## GOAL OF THE EXERCISE
Go through the entries below and print, exactly, the lines starting at the one with "filename obras-board/src/logging.rs" and ending at the one with "types: RouteName, RouteParams", keeping both ends and no others.

(Beginning of DATA RECORDS)

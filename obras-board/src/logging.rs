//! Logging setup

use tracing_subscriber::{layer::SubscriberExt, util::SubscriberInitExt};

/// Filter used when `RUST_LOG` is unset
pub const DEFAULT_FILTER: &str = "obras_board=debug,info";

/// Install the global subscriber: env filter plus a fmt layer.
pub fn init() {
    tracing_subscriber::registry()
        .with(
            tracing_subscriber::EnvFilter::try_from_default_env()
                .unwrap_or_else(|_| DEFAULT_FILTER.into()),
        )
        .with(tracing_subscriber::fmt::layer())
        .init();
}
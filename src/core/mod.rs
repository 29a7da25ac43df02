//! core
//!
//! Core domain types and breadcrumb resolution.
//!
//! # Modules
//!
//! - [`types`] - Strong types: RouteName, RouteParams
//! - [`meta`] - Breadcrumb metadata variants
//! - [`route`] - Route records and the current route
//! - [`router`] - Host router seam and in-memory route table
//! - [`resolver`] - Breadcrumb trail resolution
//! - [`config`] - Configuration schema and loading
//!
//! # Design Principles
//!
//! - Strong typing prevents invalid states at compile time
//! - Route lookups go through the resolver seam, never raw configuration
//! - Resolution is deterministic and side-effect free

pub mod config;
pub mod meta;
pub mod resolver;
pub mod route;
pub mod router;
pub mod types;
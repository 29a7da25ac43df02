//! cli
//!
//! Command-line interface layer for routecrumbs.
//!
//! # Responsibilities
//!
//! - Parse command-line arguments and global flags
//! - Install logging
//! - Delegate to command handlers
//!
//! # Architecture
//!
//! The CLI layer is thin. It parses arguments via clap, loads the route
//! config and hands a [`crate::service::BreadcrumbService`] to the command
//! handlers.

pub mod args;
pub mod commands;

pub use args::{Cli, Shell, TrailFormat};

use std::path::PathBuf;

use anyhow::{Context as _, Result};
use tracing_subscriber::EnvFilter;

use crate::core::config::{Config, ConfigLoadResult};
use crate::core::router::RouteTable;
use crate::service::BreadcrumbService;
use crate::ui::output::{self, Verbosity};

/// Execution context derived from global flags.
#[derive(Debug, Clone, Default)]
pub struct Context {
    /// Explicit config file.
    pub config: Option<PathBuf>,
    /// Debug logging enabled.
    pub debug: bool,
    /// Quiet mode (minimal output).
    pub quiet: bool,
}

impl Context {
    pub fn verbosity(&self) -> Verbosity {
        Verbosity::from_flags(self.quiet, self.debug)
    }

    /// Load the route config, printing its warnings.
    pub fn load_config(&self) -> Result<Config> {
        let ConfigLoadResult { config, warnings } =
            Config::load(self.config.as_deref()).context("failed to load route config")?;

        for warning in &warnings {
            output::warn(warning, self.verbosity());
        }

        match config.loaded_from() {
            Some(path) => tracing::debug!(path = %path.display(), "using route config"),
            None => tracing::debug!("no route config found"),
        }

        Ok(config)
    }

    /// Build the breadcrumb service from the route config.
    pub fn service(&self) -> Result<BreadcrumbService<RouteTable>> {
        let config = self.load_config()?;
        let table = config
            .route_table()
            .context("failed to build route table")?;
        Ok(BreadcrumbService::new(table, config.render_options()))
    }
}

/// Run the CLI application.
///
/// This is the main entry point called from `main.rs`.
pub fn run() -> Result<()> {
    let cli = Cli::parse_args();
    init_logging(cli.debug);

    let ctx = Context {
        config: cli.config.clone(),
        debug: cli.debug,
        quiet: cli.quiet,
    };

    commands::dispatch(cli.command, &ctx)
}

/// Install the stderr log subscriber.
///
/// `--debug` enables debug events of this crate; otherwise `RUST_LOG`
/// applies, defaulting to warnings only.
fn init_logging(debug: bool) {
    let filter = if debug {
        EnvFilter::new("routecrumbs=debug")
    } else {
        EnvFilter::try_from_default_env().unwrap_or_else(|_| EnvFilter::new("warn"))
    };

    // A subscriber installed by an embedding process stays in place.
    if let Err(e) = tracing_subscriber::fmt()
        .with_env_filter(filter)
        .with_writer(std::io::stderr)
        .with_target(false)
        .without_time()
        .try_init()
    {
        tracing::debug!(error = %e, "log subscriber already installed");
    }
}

(End of DATA RECORDS)
(Beginning of DATA RECORDS)

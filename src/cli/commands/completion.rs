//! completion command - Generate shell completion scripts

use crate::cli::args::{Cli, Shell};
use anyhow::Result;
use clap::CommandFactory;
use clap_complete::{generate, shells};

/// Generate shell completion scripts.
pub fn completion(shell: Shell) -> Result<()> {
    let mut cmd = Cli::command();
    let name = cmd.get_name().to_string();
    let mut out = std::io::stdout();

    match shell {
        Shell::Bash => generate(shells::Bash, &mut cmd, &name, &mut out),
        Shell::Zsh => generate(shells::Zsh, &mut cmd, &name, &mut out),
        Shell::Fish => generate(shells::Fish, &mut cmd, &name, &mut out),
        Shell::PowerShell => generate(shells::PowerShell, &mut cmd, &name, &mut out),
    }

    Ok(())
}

(End of DATA RECORDS)
(Beginning of DATA RECORDS)

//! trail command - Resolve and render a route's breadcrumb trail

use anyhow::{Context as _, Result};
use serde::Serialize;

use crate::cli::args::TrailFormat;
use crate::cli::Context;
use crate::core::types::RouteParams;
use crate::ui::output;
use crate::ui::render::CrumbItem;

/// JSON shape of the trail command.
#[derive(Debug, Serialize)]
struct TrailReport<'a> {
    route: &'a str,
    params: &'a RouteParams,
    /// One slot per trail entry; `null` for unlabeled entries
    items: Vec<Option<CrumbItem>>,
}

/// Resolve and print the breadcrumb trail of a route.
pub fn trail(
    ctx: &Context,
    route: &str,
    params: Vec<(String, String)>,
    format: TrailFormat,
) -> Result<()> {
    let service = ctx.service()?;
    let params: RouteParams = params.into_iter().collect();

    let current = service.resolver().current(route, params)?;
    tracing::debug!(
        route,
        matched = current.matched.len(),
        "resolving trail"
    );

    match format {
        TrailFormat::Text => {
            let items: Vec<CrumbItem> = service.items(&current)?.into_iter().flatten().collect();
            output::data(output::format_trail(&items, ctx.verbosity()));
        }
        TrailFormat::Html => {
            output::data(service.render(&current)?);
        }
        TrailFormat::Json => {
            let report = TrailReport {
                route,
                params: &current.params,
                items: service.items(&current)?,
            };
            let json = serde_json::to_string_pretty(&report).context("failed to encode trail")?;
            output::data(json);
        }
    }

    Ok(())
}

(End of DATA RECORDS)

## THE ANSWER
filename obras-board/src/logging.rs
//! Logging setup

use tracing_subscriber::{layer::SubscriberExt, util::SubscriberInitExt};

/// Filter used when `RUST_LOG` is unset
pub const DEFAULT_FILTER: &str = "obras_board=debug,info";

/// Install the global subscriber: env filter plus a fmt layer.
pub fn init() {
    tracing_subscriber::registry()
        .with(
            tracing_subscriber::EnvFilter::try_from_default_env()
                .unwrap_or_else(|_| DEFAULT_FILTER.into()),
        )
        .with(tracing_subscriber::fmt::layer())
        .init();
}
filename src/core/mod.rs
repository 29a7da25ac43df02
//! core
//!
//! Core domain types and breadcrumb resolution.
//!
//! # Modules
//!
//! - [`types`] - Strong types: RouteName, RouteParams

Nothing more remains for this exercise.